[[ GIVEN DATA open ]]
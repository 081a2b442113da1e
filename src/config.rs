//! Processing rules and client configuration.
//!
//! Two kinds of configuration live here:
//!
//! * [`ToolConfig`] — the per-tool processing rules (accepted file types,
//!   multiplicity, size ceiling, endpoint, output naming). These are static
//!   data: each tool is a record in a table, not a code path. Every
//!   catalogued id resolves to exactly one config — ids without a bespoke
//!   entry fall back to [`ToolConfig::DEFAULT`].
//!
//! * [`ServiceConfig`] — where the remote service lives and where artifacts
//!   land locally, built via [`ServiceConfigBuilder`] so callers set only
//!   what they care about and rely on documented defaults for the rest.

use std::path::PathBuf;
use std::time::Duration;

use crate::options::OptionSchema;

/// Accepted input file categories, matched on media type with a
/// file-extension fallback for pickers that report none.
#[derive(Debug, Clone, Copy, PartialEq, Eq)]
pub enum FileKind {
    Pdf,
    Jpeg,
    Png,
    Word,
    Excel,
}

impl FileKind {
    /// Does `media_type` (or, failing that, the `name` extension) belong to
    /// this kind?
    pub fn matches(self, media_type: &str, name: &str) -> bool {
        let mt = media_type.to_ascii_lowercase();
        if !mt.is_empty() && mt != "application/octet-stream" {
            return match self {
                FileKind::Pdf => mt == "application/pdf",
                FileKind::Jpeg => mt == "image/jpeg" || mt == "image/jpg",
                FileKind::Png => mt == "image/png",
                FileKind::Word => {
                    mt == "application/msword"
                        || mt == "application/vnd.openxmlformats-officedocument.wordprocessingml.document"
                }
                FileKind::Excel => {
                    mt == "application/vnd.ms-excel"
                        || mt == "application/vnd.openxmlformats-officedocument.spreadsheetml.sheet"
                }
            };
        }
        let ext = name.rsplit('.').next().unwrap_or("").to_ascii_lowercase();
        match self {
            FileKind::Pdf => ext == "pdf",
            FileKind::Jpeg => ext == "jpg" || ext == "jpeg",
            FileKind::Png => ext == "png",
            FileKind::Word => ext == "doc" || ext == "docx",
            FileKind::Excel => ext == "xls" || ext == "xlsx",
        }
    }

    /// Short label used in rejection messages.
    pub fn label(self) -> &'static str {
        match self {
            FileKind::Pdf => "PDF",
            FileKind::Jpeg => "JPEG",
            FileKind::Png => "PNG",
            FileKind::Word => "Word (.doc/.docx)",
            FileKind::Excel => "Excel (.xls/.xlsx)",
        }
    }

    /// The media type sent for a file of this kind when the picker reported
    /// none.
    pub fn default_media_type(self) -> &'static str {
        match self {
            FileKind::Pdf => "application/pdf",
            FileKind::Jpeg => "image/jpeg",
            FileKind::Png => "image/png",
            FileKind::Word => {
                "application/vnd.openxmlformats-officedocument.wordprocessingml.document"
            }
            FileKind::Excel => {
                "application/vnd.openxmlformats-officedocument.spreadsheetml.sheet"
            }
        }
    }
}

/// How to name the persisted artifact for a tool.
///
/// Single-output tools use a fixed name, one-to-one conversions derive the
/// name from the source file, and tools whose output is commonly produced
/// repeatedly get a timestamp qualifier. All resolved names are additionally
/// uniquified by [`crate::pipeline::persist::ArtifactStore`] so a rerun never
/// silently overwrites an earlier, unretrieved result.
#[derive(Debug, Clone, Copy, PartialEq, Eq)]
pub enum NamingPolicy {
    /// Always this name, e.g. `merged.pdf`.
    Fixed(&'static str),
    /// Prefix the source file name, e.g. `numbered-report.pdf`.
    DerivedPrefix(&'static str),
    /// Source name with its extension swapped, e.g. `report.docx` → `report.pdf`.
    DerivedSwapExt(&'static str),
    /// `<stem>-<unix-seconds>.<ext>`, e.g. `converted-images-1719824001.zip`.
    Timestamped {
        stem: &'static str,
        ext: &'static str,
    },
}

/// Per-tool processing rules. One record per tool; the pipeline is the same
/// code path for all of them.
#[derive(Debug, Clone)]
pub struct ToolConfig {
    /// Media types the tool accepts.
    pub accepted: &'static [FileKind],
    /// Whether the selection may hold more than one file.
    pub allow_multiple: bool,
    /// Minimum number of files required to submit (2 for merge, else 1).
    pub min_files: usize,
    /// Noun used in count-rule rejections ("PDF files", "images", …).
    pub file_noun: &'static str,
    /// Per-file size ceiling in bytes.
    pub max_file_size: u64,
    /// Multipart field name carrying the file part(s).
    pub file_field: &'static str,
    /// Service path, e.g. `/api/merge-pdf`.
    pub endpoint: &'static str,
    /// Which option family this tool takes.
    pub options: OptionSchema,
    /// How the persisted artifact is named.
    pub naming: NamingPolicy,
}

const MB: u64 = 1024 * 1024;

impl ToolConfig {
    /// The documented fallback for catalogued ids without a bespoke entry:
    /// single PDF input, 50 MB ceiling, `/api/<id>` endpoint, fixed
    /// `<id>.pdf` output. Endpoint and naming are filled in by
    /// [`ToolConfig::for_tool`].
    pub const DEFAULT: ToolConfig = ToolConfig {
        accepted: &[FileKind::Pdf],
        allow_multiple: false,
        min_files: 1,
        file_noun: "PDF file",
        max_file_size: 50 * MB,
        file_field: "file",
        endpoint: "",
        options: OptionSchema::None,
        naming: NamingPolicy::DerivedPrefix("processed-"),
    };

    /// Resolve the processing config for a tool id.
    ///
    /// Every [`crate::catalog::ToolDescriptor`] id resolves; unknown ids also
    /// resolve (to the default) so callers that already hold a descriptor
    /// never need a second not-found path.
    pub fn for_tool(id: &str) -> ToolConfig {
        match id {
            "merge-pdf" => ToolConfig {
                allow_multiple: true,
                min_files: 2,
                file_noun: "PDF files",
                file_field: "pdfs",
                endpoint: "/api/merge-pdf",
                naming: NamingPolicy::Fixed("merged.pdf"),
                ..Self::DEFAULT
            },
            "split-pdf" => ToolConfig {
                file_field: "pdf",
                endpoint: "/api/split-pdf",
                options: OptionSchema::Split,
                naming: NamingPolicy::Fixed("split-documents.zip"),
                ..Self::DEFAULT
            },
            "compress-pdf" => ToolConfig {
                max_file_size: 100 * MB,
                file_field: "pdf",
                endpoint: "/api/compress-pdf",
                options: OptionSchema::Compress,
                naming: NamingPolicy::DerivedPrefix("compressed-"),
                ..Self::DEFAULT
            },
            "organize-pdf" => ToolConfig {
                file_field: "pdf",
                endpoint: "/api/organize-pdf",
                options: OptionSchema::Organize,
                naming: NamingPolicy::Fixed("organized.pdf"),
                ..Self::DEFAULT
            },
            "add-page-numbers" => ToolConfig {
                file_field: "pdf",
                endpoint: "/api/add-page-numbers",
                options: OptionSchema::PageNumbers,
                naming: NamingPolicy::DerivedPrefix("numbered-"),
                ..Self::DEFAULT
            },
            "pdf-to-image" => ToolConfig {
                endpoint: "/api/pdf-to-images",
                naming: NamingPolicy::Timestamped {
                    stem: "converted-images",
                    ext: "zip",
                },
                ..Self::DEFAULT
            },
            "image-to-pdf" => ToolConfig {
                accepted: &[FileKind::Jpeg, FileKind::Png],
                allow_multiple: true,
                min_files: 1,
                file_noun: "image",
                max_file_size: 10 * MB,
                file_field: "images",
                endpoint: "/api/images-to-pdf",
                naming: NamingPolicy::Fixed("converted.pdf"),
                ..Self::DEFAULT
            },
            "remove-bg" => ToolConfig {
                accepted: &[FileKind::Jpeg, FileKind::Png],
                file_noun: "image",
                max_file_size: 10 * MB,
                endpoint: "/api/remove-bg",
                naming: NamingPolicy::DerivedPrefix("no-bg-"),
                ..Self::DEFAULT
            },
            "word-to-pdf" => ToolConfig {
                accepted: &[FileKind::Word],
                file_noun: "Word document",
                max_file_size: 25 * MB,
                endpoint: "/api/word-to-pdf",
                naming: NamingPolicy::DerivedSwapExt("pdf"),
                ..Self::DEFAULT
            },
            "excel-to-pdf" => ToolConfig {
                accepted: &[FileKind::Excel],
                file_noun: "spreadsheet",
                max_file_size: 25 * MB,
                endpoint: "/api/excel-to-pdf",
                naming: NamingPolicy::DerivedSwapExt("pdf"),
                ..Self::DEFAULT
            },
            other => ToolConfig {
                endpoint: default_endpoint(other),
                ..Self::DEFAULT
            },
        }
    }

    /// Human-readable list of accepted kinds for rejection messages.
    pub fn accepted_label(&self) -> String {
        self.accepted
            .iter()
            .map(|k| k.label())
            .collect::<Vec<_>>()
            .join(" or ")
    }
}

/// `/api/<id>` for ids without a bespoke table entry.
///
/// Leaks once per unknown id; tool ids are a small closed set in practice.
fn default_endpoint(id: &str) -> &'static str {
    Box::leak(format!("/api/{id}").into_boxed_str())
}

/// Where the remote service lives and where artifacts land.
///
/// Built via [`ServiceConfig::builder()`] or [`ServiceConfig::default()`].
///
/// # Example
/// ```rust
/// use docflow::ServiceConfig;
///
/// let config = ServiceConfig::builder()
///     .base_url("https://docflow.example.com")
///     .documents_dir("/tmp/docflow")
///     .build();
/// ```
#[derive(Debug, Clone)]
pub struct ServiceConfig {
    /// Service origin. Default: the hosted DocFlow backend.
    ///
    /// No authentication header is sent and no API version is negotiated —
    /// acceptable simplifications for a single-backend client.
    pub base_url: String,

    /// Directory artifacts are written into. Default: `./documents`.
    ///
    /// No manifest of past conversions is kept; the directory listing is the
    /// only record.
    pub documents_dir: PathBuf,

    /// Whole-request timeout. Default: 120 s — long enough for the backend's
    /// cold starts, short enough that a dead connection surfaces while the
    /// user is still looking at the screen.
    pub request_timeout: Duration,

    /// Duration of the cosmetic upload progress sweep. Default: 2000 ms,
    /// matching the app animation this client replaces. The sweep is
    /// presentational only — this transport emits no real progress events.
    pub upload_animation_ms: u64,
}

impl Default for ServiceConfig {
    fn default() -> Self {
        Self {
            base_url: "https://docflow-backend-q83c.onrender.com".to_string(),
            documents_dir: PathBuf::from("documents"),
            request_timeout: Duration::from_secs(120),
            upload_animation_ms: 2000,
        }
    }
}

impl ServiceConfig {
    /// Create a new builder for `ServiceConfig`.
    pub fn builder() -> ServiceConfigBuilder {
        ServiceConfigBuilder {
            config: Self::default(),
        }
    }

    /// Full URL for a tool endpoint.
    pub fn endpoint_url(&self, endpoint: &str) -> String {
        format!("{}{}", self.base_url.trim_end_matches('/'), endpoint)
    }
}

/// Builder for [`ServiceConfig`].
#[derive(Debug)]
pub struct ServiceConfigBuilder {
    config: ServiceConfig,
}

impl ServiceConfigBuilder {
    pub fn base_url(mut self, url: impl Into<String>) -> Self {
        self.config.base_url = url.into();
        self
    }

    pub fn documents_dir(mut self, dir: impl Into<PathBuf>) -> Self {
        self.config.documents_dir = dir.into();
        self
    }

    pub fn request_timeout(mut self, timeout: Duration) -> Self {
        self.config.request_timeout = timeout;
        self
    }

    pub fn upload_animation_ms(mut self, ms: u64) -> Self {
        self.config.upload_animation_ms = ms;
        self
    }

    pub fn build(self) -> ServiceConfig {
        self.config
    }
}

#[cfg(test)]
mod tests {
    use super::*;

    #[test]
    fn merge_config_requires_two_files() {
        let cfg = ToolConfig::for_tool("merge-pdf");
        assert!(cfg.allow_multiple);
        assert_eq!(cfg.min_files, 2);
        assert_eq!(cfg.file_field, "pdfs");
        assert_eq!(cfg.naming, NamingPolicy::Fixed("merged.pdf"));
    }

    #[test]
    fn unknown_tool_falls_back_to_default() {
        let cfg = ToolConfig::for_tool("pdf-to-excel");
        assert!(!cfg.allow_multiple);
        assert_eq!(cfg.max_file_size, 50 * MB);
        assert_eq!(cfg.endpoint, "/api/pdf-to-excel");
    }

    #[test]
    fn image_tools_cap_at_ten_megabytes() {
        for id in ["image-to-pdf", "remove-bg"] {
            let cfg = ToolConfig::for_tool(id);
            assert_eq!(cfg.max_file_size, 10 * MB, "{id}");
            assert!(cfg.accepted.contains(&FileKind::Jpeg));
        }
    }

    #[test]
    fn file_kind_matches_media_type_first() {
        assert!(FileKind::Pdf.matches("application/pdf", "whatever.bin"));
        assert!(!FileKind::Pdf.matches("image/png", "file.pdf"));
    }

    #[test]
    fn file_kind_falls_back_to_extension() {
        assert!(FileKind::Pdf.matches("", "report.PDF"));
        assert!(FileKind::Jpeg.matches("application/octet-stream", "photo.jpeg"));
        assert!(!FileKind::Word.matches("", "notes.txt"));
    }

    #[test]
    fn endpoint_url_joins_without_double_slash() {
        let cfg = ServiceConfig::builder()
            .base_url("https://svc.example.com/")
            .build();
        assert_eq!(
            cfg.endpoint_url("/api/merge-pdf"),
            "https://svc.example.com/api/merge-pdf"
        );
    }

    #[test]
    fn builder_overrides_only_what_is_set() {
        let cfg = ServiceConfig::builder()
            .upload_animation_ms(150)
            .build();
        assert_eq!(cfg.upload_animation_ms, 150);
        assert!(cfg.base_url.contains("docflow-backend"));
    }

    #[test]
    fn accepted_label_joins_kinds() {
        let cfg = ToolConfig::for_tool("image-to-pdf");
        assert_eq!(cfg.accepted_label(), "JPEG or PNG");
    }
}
[[ GIVEN DATA closed ]]
## [GOAL OF THE EXERCISE]
Reproduce, character for character, only the lines of the preceding data that start at the line with "than one file." and end at the line with "the file part(s).", both included.

## [REPLY]
    /// Whether the selection may hold more than one file.
    pub allow_multiple: bool,
    /// Minimum number of files required to submit (2 for merge, else 1).
    pub min_files: usize,
    /// Noun used in count-rule rejections ("PDF files", "images", …).
    pub file_noun: &'static str,
    /// Per-file size ceiling in bytes.
    pub max_file_size: u64,
    /// Multipart field name carrying the file part(s).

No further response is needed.